Geniş bir ailede dünyaya gözlerimi açtım. Dedemin annesini gördüm, onun, o yaşlı çınar’ın (117 yaşlarında vefat etti yanlış hatırlamıyorsam) vefatına 8 yaşında tanıklık ettim. Mirzan mahallesinde (Merkez-Bingöl’de) üç katlı bahçeli bir binada otururduk; dedem, Nenem, dedemin annesi ve bekar çocukları..  en üst katta, biz orta katta babamın küçüğü olan amcamlarda en alt katta. Dedem evin en küçüğü olduğundan ayrı eve çıkmamış anne ve babasının yanında kalmış, nereye gitseler birlikte gitmişler. Birlikte aç kalmışlar, birlikte zorluk çekmişler. Dedem sürekli hayıflanırdı; Allah Teâla bize vermeye başladı ki babam Hacı Osman vefat etti diye. Ama kendisi onca zorluk ve yoksulluktan sonra uzun bir süre bolluk içinde yaşamıştı ve bunun şükrünü de her daim yapıyordu!

Şimdi düşünüyorum da şahsiyet hamurumun yoğrulmasında en etkili olanlardan birinin öz babam değil, baba diye hitap ettiğim dedem Hacı Rıza olduğunu. Evet, Hacı dedem otoriter bir adamdı. Bütün çocuklarını kendine bağlayabilmişti, çocukları ona düşkündü. Ondan hem çekiniyordular hemde seviyordular, bizlerde öyleydik. Bundan dolayı olsa hamuruma tesirli maya katmıştı. Hayat mektebini gerçekten çok iyi okumuştu. İrfan, hikmet, edep, iffet, dürüstlük, diğergamlık, uzlaşmacı, idareci gibi birçok özelliğin cem olduğu yüksek bir şahsiyetten bahsediyorum. Bu özelliklerin herbirine verilebilecek yaşanmış örnekler var..! Evet, böyle bir dede, manevi babanın rahlesinde tedrisat gördük 31 yıl elhamdülillah..

Ailenin en yakışıklılarından olmasına rağmen gençliğinde bahsedilebilecek en güzel yönü İFFETİ olmuştur. Başkasının ırz ve namusuna bakmamayı ve bundan şiddetle çekindiğini onu tanıyan herkes kabul eder. Bu özelliği ve ciddiyetiyle asil bir duruş sergilemiştir. Nisa taifesine olan seviyesi ve mesafesinden dolayı kadınlar ondan çekinir ve haya ederdiler.

Bizzat kendisinden defalarca dinlemişim; oğlum ben nefsime göre yaşamamışım. Nefsime sürekli muhalefet etmeye çalıştım, ne zaman nefsime uymuşsam zarar görmüşüm, genellikle de nefsime muhalif olarak yaşadım derdi.
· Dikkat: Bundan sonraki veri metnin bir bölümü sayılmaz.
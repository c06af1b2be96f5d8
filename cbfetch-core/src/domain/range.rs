//! Half-open time ranges and the interval arithmetic behind cache gaps.

use super::granularity::Granularity;
use chrono::{DateTime, Utc};
use serde::{Deserialize, Serialize};
use std::fmt;

/// Half-open range `[start, end)` of unix seconds.
#[derive(Debug, Clone, Copy, PartialEq, Eq, Hash, PartialOrd, Ord, Serialize, Deserialize)]
pub struct TimeRange {
    pub start: i64,
    pub end: i64,
}

impl TimeRange {
    pub const fn new(start: i64, end: i64) -> Self {
        Self { start, end }
    }

    /// Round outward to bucket boundaries.
    pub fn aligned(self, granularity: Granularity) -> Self {
        Self {
            start: granularity.floor(self.start),
            end: granularity.ceil(self.end),
        }
    }

    pub fn is_empty(&self) -> bool {
        self.end <= self.start
    }

    pub fn len_seconds(&self) -> i64 {
        (self.end - self.start).max(0)
    }

    pub fn contains(&self, ts: i64) -> bool {
        self.start <= ts && ts < self.end
    }

    /// Split into consecutive chunks no wider than `max_width` seconds.
    pub fn split(self, max_width: i64) -> Vec<TimeRange> {
        debug_assert!(max_width > 0);
        let mut chunks = Vec::new();
        let mut cursor = self.start;
        while cursor < self.end {
            let end = (cursor + max_width).min(self.end);
            chunks.push(TimeRange::new(cursor, end));
            cursor = end;
        }
        chunks
    }

    pub fn start_datetime(&self) -> Option<DateTime<Utc>> {
        DateTime::from_timestamp(self.start, 0)
    }

    pub fn end_datetime(&self) -> Option<DateTime<Utc>> {
        DateTime::from_timestamp(self.end, 0)
    }
}

impl fmt::Display for TimeRange {
    fn fmt(&self, f: &mut fmt::Formatter<'_>) -> fmt::Result {
        match (self.start_datetime(), self.end_datetime()) {
            (Some(s), Some(e)) => write!(f, "[{}, {})", s.to_rfc3339(), e.to_rfc3339()),
            _ => write!(f, "[{}, {})", self.start, self.end),
        }
    }
}

/// Insert `range` into a sorted, disjoint list, coalescing overlapping and
/// touching neighbours.
pub fn insert_coalesced(ranges: &mut Vec<TimeRange>, range: TimeRange) {
    if range.is_empty() {
        return;
    }
    let mut merged = range;
    let mut out = Vec::with_capacity(ranges.len() + 1);
    let mut placed = false;

    for r in ranges.drain(..) {
        if r.end < merged.start {
            out.push(r);
        } else if merged.end < r.start {
            if !placed {
                out.push(merged);
                placed = true;
            }
            out.push(r);
        } else {
            merged.start = merged.start.min(r.start);
            merged.end = merged.end.max(r.end);
        }
    }
    if !placed {
        out.push(merged);
    }
    *ranges = out;
}

/// Parts of `wanted` not covered by `covered` (sorted, disjoint).
pub fn subtract(wanted: TimeRange, covered: &[TimeRange]) -> Vec<TimeRange> {
    let mut gaps = Vec::new();
    let mut cursor = wanted.start;

    for c in covered {
        if c.end <= cursor {
            continue;
        }
        if c.start >= wanted.end {
            break;
        }
        if c.start > cursor {
            gaps.push(TimeRange::new(cursor, c.start));
        }
        cursor = cursor.max(c.end);
        if cursor >= wanted.end {
            break;
        }
    }
    if cursor < wanted.end {
        gaps.push(TimeRange::new(cursor, wanted.end));
    }
    gaps
}
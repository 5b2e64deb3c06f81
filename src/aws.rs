use std::process::Command;
use std::sync::OnceLock;

use regex::Regex;
use serde::Serialize;
use serde_json::Value;
use thiserror::Error;

use crate::rules::IngressRule;

pub const DUPLICATE_PERMISSION: &str = "InvalidPermission.Duplicate";
pub const MALFORMED_GROUP_ID: &str = "InvalidGroupId.Malformed";
pub const GROUP_NOT_FOUND: &str = "InvalidGroup.NotFound";

pub const DEFAULT_AWS_CLI: &str = "aws";

#[derive(Error, Debug)]
pub enum ServiceError {
    #[error("({code}) {message}")]
    Api { code: String, message: String },

    #[error("failed to run `{program}`: {source}")]
    Spawn {
        program: String,
        #[source]
        source: std::io::Error,
    },

    #[error("`{program}` exited with {status}: {stderr}")]
    Failed {
        program: String,
        status: String,
        stderr: String,
    },

    #[error("unexpected response: {0}")]
    Decode(#[from] serde_json::Error),
}

impl ServiceError {
    /// The EC2 error code, when the service reported one.
    pub fn code(&self) -> Option<&str> {
        match self {
            ServiceError::Api { code, .. } => Some(code),
            _ => None,
        }
    }

    pub fn is_duplicate(&self) -> bool {
        self.code() == Some(DUPLICATE_PERMISSION)
    }
}

/// The two EC2 security-group operations this tool needs.
pub trait SecurityGroupService {
    /// Returns the raw `DescribeSecurityGroups` document.
    fn describe_security_groups(&self, group_ids: &[String]) -> Result<Value, ServiceError>;

    /// Authorize a single ingress permission on `group_id`.
    fn authorize_ingress(&self, group_id: &str, rule: &IngressRule) -> Result<(), ServiceError>;
}

#[derive(Debug, Serialize, PartialEq, Eq)]
#[serde(rename_all = "PascalCase")]
pub struct IpPermission {
    pub ip_protocol: String,
    pub from_port: u16,
    pub to_port: u16,
    pub ip_ranges: Vec<IpRange>,
}

#[derive(Debug, Serialize, PartialEq, Eq)]
#[serde(rename_all = "PascalCase")]
pub struct IpRange {
    pub cidr_ip: String,
    pub description: String,
}

impl From<&IngressRule> for IpPermission {
    fn from(rule: &IngressRule) -> Self {
        IpPermission {
            ip_protocol: rule.protocol.clone(),
            from_port: rule.port,
            to_port: rule.port,
            ip_ranges: vec![IpRange {
                cidr_ip: rule.address.clone(),
                description: rule.description.clone(),
            }],
        }
    }
}

/// Group ids from a `DescribeSecurityGroups` document, in response order.
pub fn group_ids(description: &Value) -> Vec<String> {
    description["SecurityGroups"]
        .as_array()
        .map(|sgs| {
            sgs.iter()
                .filter_map(|sg| sg["GroupId"].as_str())
                .map(str::to_string)
                .collect()
        })
        .unwrap_or_default()
}

/// Drives EC2 through the `aws` command-line client.
#[derive(Debug, Clone)]
pub struct AwsCli {
    program: String,
    region: String,
}

impl AwsCli {
    /// An empty `region` leaves region selection to the client's own config.
    pub fn new(program: impl Into<String>, region: impl Into<String>) -> Self {
        Self {
            program: program.into(),
            region: region.into(),
        }
    }

    fn ec2_args(&self, operation: &str) -> Vec<String> {
        let mut args = vec!["ec2".to_string(), operation.to_string()];
        if !self.region.is_empty() {
            args.push("--region".to_string());
            args.push(self.region.clone());
        }
        args.extend(["--output", "json", "--no-cli-pager"].map(String::from));
        args
    }

    fn run(&self, args: &[String]) -> Result<Vec<u8>, ServiceError> {
        log::debug!("running {} {}", self.program, args.join(" "));

        let output = Command::new(&self.program)
            .args(args)
            .env("AWS_PAGER", "")
            .output()
            .map_err(|source| ServiceError::Spawn {
                program: self.program.clone(),
                source,
            })?;

        if output.status.success() {
            return Ok(output.stdout);
        }

        let stderr = String::from_utf8_lossy(&output.stderr);
        log::trace!("{} failed with {}: {}", self.program, output.status, stderr.trim());
        Err(parse_error(&stderr).unwrap_or_else(|| ServiceError::Failed {
            program: self.program.clone(),
            status: output.status.to_string(),
            stderr: stderr.trim().to_string(),
        }))
    }
}

impl SecurityGroupService for AwsCli {
    fn describe_security_groups(&self, group_ids: &[String]) -> Result<Value, ServiceError> {
        let mut args = self.ec2_args("describe-security-groups");
        if !group_ids.is_empty() {
            args.push("--group-ids".to_string());
            args.extend(group_ids.iter().cloned());
        }

        let stdout = self.run(&args)?;
        Ok(serde_json::from_slice(&stdout)?)
    }

    fn authorize_ingress(&self, group_id: &str, rule: &IngressRule) -> Result<(), ServiceError> {
        let permissions = serde_json::to_string(&[IpPermission::from(rule)])?;

        let mut args = self.ec2_args("authorize-security-group-ingress");
        args.extend([
            "--group-id".to_string(),
            group_id.to_string(),
            "--ip-permissions".to_string(),
            permissions,
        ]);

        self.run(&args).map(|_| ())
    }
}

fn error_regex() -> &'static Regex {
    static ERROR_REGEX: OnceLock<Regex> = OnceLock::new();
    ERROR_REGEX.get_or_init(|| {
        Regex::new(r"An error occurred \(([^)]+)\) when calling the \S+ operation(?: \([^)]*\))?: (.*)")
            .expect("Invalid Regex")
    })
}

/// Recover the EC2 error code and message from the client's stderr.
fn parse_error(stderr: &str) -> Option<ServiceError> {
    let caps = error_regex().captures(stderr)?;
    Some(ServiceError::Api {
        code: caps[1].to_string(),
        message: caps[2].trim().to_string(),
    })
}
O yüce insan sanki yüce değerlerin bayraktarlığını yapıyordu, öyle bir hayat yaşadı. İnsanlara zarar vermekten imtina eden, bela gelince uzlaşmacı tavrıyla defetmeye çalışan bilge bir insandı. Her şeyin kitaplarda yazmadığını ondan öğrendim! Evet, uzlaşmacı olduğundan ve ‘muktezayı hale mutabık’ söz söylediğinden kanaat önderliğini hakketmişti ve bu özelliğini hayırlı işlerde kullandı on yıllarca; böylece birçok meselenin hayırla neticelenmesine vesile oldu!
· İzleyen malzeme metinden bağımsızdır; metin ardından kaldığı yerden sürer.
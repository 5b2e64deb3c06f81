//! Inspect EC2 security groups and add ingress rules to them from a file.
//!
//! - [`config`] maps short region keys to region codes and default groups
//! - [`rules`] reads delimited or JSON rule files
//! - [`aws`] talks to EC2 through the `aws` command-line client
//! - [`reconcile`] applies rules one request at a time
//! - [`commands`] wires the above into the `list` and `add` actions

pub mod aws;
pub mod commands;
pub mod config;
pub mod error;
pub mod reconcile;
pub mod rules;

pub use aws::{AwsCli, SecurityGroupService, ServiceError};
pub use commands::{Action, SUCCESS_LINE};
pub use config::{RegionConfig, RegionProfile};
pub use error::{Result, SgError};
pub use reconcile::{apply_rules, ReconcileReport, RuleOutcome};
pub use rules::{IngressRule, RuleFormat, RulesSource};
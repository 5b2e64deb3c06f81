//! The `list` and `add` actions, composed from the loaders, the remote
//! service and the reconciler.

use std::io::Write;

use clap::ValueEnum;
use colored::*;
use serde_json::Value;

use crate::aws::{self, SecurityGroupService, ServiceError, GROUP_NOT_FOUND, MALFORMED_GROUP_ID};
use crate::config::RegionProfile;
use crate::error::{Result, SgError};
use crate::reconcile;
use crate::rules::RulesSource;

pub const SUCCESS_LINE: &str = "Successfully set security group ingress";

#[derive(Debug, Clone, Copy, Default, PartialEq, Eq, ValueEnum)]
pub enum Action {
    /// Describe the security groups and print the response
    #[default]
    List,
    /// Add the ingress rules from the rules file
    Add,
}

/// Group ids from the `--sg` override, or the profile's default group.
pub fn resolve_group_ids(sg_flag: Option<&str>, profile: &RegionProfile) -> Vec<String> {
    let ids: Vec<String> = sg_flag
        .unwrap_or_default()
        .split(',')
        .map(str::trim)
        .filter(|id| !id.is_empty())
        .map(str::to_string)
        .collect();

    if ids.is_empty() {
        vec![profile.security_group_id.clone()]
    } else {
        ids
    }
}

/// Describe `group_ids`, which also confirms they exist.
pub fn describe_groups<S>(service: &S, group_ids: &[String]) -> Result<Value>
where
    S: SecurityGroupService + ?Sized,
{
    service
        .describe_security_groups(group_ids)
        .map_err(|e| match e {
            ServiceError::Api { ref code, ref message }
                if code == MALFORMED_GROUP_ID || code == GROUP_NOT_FOUND =>
            {
                SgError::RemoteLookup(format!("{message}."))
            }
            other => SgError::RemoteLookup(format!(
                "Unable to get descriptions for security groups, {other}"
            )),
        })
}

pub fn list<S, O>(service: &S, group_ids: &[String], out: &mut O) -> Result<()>
where
    S: SecurityGroupService + ?Sized,
    O: Write + ?Sized,
{
    let description = describe_groups(service, group_ids)?;
    let rendered = serde_json::to_string_pretty(&description)
        .unwrap_or_else(|_| description.to_string());
    writeln!(out, "{rendered}")?;
    Ok(())
}

/// Apply the rules from `source` to every described group, in response order.
/// `err_color` says whether `err` is a terminal.
pub fn add<S, O, E>(
    service: &S,
    group_ids: &[String],
    source: &RulesSource,
    out: &mut O,
    err: &mut E,
    err_color: bool,
) -> Result<()>
where
    S: SecurityGroupService + ?Sized,
    O: Write + ?Sized,
    E: Write + ?Sized,
{
    let description = describe_groups(service, group_ids)?;
    let rules = source.load()?;

    for group_id in aws::group_ids(&description) {
        log::info!("applying {} rule(s) to {group_id}", rules.len());
        reconcile::apply_rules(service, &group_id, &rules, err, err_color)?;
        writeln!(out, "{}", SUCCESS_LINE.green())?;
    }
    Ok(())
}
use std::path::PathBuf;

use thiserror::Error;

use crate::aws::ServiceError;

#[derive(Error, Debug)]
pub enum SgError {
    #[error("unable to read file: {}", .path.display())]
    ConfigRead {
        path: PathBuf,
        #[source]
        source: std::io::Error,
    },

    #[error("unable to parse json: {}", .path.display())]
    ConfigParse {
        path: PathBuf,
        #[source]
        source: serde_json::Error,
    },

    #[error("parse IP address error: unable to read {}", .path.display())]
    RulesRead {
        path: PathBuf,
        #[source]
        source: std::io::Error,
    },

    #[error("parse IP address error: {}{}: {reason}", .path.display(), line_suffix(.line))]
    RulesParse {
        path: PathBuf,
        /// 1-based line number, when the format has lines
        line: Option<usize>,
        reason: String,
    },

    #[error("parsing port error: {value:?} is not a port between 1 and 65535")]
    InvalidPort { value: String },

    #[error("{0}")]
    RemoteLookup(String),

    #[error("Unable to set security group {group_id} ingress for {address} ({description}), {error}")]
    RemoteMutation {
        group_id: String,
        address: String,
        description: String,
        error: ServiceError,
    },

    #[error("unable to write output: {0}")]
    Io(#[from] std::io::Error),
}

pub type Result<T> = std::result::Result<T, SgError>;

fn line_suffix(line: &Option<usize>) -> String {
    line.map(|l| format!(":{l}")).unwrap_or_default()
}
Zorluklara sabrı neticesinde Allah Teâla ona genel olarak hayırlı çocuklar ihsan etmişti; Salih ve Saliha evlatları vardı! Ardında bıraktığı bu miras onun hesap defterini açık tutacaktır biiznillah. Bazen düşünüyorum o zor yerlerde bu kadar hassas düşünmeyi, bu kadar irfanı ve edebi nasıl öğrendiğini? Temas ettiği her iyi adamdan sermaye kaldırmıştı ve onları kendi şahsında cem etmişti. O fıtratını parlatma derdiyle yaşamıştı, adî işlerle çok meşgul olmamıştı.
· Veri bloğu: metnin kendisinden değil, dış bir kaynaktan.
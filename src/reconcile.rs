//! Apply a list of ingress rules to one security group, one request per rule.
//!
//! A rule the group already has is skipped. Any other failure stops the run:
//! later rules are not attempted and earlier ones stay applied.

use std::io::Write;

use colored::*;

use crate::aws::SecurityGroupService;
use crate::error::{Result, SgError};
use crate::rules::IngressRule;

#[derive(Debug, Clone, Copy, PartialEq, Eq)]
pub enum RuleOutcome {
    Added,
    Duplicate,
}

#[derive(Debug, Default, Clone, PartialEq, Eq)]
pub struct ReconcileReport {
    pub added: usize,
    pub duplicates: usize,
}

impl ReconcileReport {
    pub fn attempted(&self) -> usize {
        self.added + self.duplicates
    }

    fn record(&mut self, outcome: RuleOutcome) {
        match outcome {
            RuleOutcome::Added => self.added += 1,
            RuleOutcome::Duplicate => self.duplicates += 1,
        }
    }
}

/// Authorize a single rule, folding the duplicate condition into an outcome.
pub fn apply_rule<S>(service: &S, group_id: &str, rule: &IngressRule) -> Result<RuleOutcome>
where
    S: SecurityGroupService + ?Sized,
{
    match service.authorize_ingress(group_id, rule) {
        Ok(()) => Ok(RuleOutcome::Added),
        Err(e) if e.is_duplicate() => Ok(RuleOutcome::Duplicate),
        Err(error) => Err(SgError::RemoteMutation {
            group_id: group_id.to_string(),
            address: rule.address.clone(),
            description: rule.description.clone(),
            error,
        }),
    }
}

fn label(text: &str, color: Color, enabled: bool) -> ColoredString {
    if enabled {
        text.color(color)
    } else {
        text.normal()
    }
}

/// Apply `rules` to `group_id` in order, writing one progress line per rule
/// to `progress`. `color` says whether `progress` is a terminal.
pub fn apply_rules<S, W>(
    service: &S,
    group_id: &str,
    rules: &[IngressRule],
    progress: &mut W,
    color: bool,
) -> Result<ReconcileReport>
where
    S: SecurityGroupService + ?Sized,
    W: Write + ?Sized,
{
    let mut report = ReconcileReport::default();

    for rule in rules {
        let outcome = apply_rule(service, group_id, rule)?;
        match outcome {
            RuleOutcome::Added => {
                log::debug!("{group_id}: added {} {}/{}", rule.address, rule.protocol, rule.port);
                writeln!(
                    progress,
                    "{} {} {}",
                    label("Added Ingress Rule: ", Color::Green, color),
                    rule.address,
                    rule.port
                )?;
            }
            RuleOutcome::Duplicate => {
                log::debug!("{group_id}: {} {}/{} already present", rule.address, rule.protocol, rule.port);
                writeln!(
                    progress,
                    "{} {}",
                    label("Ignore Duplicated Ingress Rule: ", Color::Yellow, color),
                    rule.address
                )?;
            }
        }
        report.record(outcome);
    }

    log::info!(
        "{group_id}: {} rule(s) sent, {} added, {} already present",
        report.attempted(),
        report.added,
        report.duplicates
    );
    Ok(report)
}

#[cfg(test)]
pub(crate) mod tests {
    use super::*;
    use crate::aws::{ServiceError, DUPLICATE_PERMISSION};
    use serde_json::{json, Value};
    use std::cell::RefCell;
    use std::collections::HashMap;

    /// In-memory stand-in for EC2 that records every authorize call.
    #[derive(Default)]
    pub(crate) struct FakeService {
        pub calls: RefCell<Vec<(String, IngressRule)>>,
        /// Error code to return for the n-th (0-based) authorize call
        pub fail_at: HashMap<usize, &'static str>,
        /// Rules every group already has; matched on address, port and protocol
        pub existing: Vec<IngressRule>,
        /// Error code for describe calls
        pub describe_error: Option<&'static str>,
    }

    impl FakeService {
        pub fn call_count(&self) -> usize {
            self.calls.borrow().len()
        }
    }

    impl SecurityGroupService for FakeService {
        fn describe_security_groups(&self, group_ids: &[String]) -> std::result::Result<Value, ServiceError> {
            if let Some(code) = self.describe_error {
                return Err(ServiceError::Api {
                    code: code.to_string(),
                    message: format!("The security group '{}' does not exist", group_ids.join(",")),
                });
            }
            let groups: Vec<Value> = group_ids
                .iter()
                .map(|id| json!({"GroupId": id, "GroupName": format!("{id}-name"), "IpPermissions": []}))
                .collect();
            Ok(json!({ "SecurityGroups": groups }))
        }

        fn authorize_ingress(&self, group_id: &str, rule: &IngressRule) -> std::result::Result<(), ServiceError> {
            let index = self.call_count();
            self.calls.borrow_mut().push((group_id.to_string(), rule.clone()));

            if let Some(code) = self.fail_at.get(&index) {
                return Err(ServiceError::Api {
                    code: code.to_string(),
                    message: "scripted failure".to_string(),
                });
            }
            let installed = self.existing.iter().any(|r| {
                r.address == rule.address && r.port == rule.port && r.protocol == rule.protocol
            });
            if installed {
                return Err(ServiceError::Api {
                    code: DUPLICATE_PERMISSION.to_string(),
                    message: "the specified rule already exists".to_string(),
                });
            }
            Ok(())
        }
    }

    fn sample_rules(n: usize) -> Vec<IngressRule> {
        (1..=n)
            .map(|i| IngressRule::new(format!("10.0.0.{i}/32"), 22, "tcp", format!("host-{i}")))
            .collect()
    }

    #[test]
    fn test_one_call_per_rule() {
        let service = FakeService::default();
        let rules = sample_rules(3);
        let mut progress = Vec::new();

        let report = apply_rules(&service, "sg-111", &rules, &mut progress, false).unwrap();

        assert_eq!(report, ReconcileReport { added: 3, duplicates: 0 });
        let calls = service.calls.borrow();
        assert_eq!(calls.len(), 3);
        for ((group, sent), expected) in calls.iter().zip(&rules) {
            assert_eq!(group, "sg-111");
            assert_eq!(sent, expected);
        }

        let text = String::from_utf8(progress).unwrap();
        assert_eq!(text.matches("Added Ingress Rule:").count(), 3);
        assert!(text.contains("10.0.0.2/32 22"));
    }

    #[test]
    fn test_duplicates_are_not_fatal() {
        let rules = sample_rules(2);
        let service = FakeService {
            existing: rules.clone(),
            ..Default::default()
        };
        let mut progress = Vec::new();

        let report = apply_rules(&service, "sg-111", &rules, &mut progress, false).unwrap();

        assert_eq!(report, ReconcileReport { added: 0, duplicates: 2 });
        assert_eq!(report.attempted(), 2);
        let text = String::from_utf8(progress).unwrap();
        assert_eq!(text.matches("Ignore Duplicated Ingress Rule:").count(), 2);
    }

    #[test]
    fn test_first_fatal_error_stops_the_loop() {
        let rules = sample_rules(5);
        let service = FakeService {
            fail_at: HashMap::from([(2, "RequestLimitExceeded")]),
            ..Default::default()
        };
        let mut progress = Vec::new();

        let err = apply_rules(&service, "sg-111", &rules, &mut progress, false).unwrap_err();

        // rule 3 of 5 failed: exactly three calls, none after it
        assert_eq!(service.call_count(), 3);
        match err {
            SgError::RemoteMutation { group_id, address, error, .. } => {
                assert_eq!(group_id, "sg-111");
                assert_eq!(address, "10.0.0.3/32");
                assert_eq!(error.code(), Some("RequestLimitExceeded"));
            }
            other => panic!("unexpected error: {other:?}"),
        }
        let text = String::from_utf8(progress).unwrap();
        assert_eq!(text.matches("Added Ingress Rule:").count(), 2);
    }

    #[test]
    fn test_empty_rule_list() {
        let service = FakeService::default();
        let report = apply_rules(&service, "sg-111", &[], &mut Vec::new(), false).unwrap();
        assert_eq!(report.attempted(), 0);
        assert_eq!(service.call_count(), 0);
    }

    #[test]
    fn test_apply_rule_outcomes() {
        let rule = IngressRule::new("10.0.0.1/32", 443, "tcp", "office");
        let service = FakeService {
            existing: vec![rule.clone()],
            ..Default::default()
        };
        assert_eq!(apply_rule(&service, "sg-1", &rule).unwrap(), RuleOutcome::Duplicate);

        let other = IngressRule::new("10.0.0.1/32", 80, "tcp", "office");
        assert_eq!(apply_rule(&service, "sg-1", &other).unwrap(), RuleOutcome::Added);

        let udp = IngressRule::new("10.0.0.1/32", 443, "udp", "office");
        assert_eq!(apply_rule(&service, "sg-1", &udp).unwrap(), RuleOutcome::Added);
    }

    #[test]
    fn test_new_description_on_installed_rule_is_duplicate() {
        let service = FakeService {
            existing: vec![IngressRule::new("10.0.0.1/32", 22, "tcp", "office")],
            ..Default::default()
        };
        let renamed = IngressRule::new("10.0.0.1/32", 22, "tcp", "office-renamed");
        assert_eq!(apply_rule(&service, "sg-1", &renamed).unwrap(), RuleOutcome::Duplicate);

        let mut progress = Vec::new();
        let report = apply_rules(&service, "sg-1", &[renamed], &mut progress, false).unwrap();
        assert_eq!(report, ReconcileReport { added: 0, duplicates: 1 });
        let text = String::from_utf8(progress).unwrap();
        assert_eq!(text, "Ignore Duplicated Ingress Rule:  10.0.0.1/32\n");
    }

    struct BrokenPipe;

    impl Write for BrokenPipe {
        fn write(&mut self, _buf: &[u8]) -> std::io::Result<usize> {
            Err(std::io::Error::new(std::io::ErrorKind::BrokenPipe, "closed"))
        }

        fn flush(&mut self) -> std::io::Result<()> {
            Ok(())
        }
    }

    #[test]
    fn test_progress_write_failure_is_an_error() {
        let service = FakeService::default();
        let err = apply_rules(&service, "sg-1", &sample_rules(2), &mut BrokenPipe, false).unwrap_err();
        assert!(matches!(err, SgError::Io(_)));
        // the first rule was already sent when its progress line failed
        assert_eq!(service.call_count(), 1);
    }

    #[test]
    fn test_plain_progress_without_color() {
        let service = FakeService::default();
        let mut progress = Vec::new();
        apply_rules(&service, "sg-1", &sample_rules(1), &mut progress, false).unwrap();
        let text = String::from_utf8(progress).unwrap();
        assert!(!text.contains('\x1b'), "{text:?}");
        assert_eq!(text, "Added Ingress Rule:  10.0.0.1/32 22\n");
    }
}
Misal olarak; Bir gün köyde ot biçiyor ve işini bitirmeye yakın akrabası gelip ona otları kendisinin biçeceğini söylüyor, bunun üzerine dedem biçtiği otların, onca zahmetle yaptığı işin mükafatını akrabasına verdiğini söylüyor. Ancak akrabası vicdana gelecek ki vazgeçiyor! Birlikte iş yaptığı ortakları onu kandırmasına rağmen onlarla cedelleşmiyor, başka bir memlekette ya da köye geri dönerek yeniden rızkının peşine düşüyor. Bakmakla yükümlü olduğu 11 nüfus var ve sofrada amcamın ifadesiyle; acayip bir şekilde yemek yemesi var, nimete saygı duyarak, edeple ve kararında yemek yedi bir ömür boyu. Yoksulluk dönemlerinde de çocukları tok yesin diye çok az yedi ya da yemiş gibi yaptı..!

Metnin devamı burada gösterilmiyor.